YOUR TASK
The required output is the line that contains "Lessons (keyed by" through the last line of the data, retyped verbatim and with nothing added.
Start of SOURCE DATA
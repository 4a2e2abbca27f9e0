//! Database layer (Supabase PostgREST).

pub mod postgrest;

pub use postgrest::PostgrestDb;

/// Table names as constants.
pub mod tables {
    pub const PROFILES: &str = "profiles";
    pub const TEACHERS: &str = "teachers";
    pub const COURSES: &str = "courses";
    /// Lessons (keyed by id, owned by `course_id`)
    pub const COURSE_LESSONS: &str = "course_lessons";
}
End of SOURCE DATA
RESULT
    /// Lessons (keyed by id, owned by `course_id`)
    pub const COURSE_LESSONS: &str = "course_lessons";
}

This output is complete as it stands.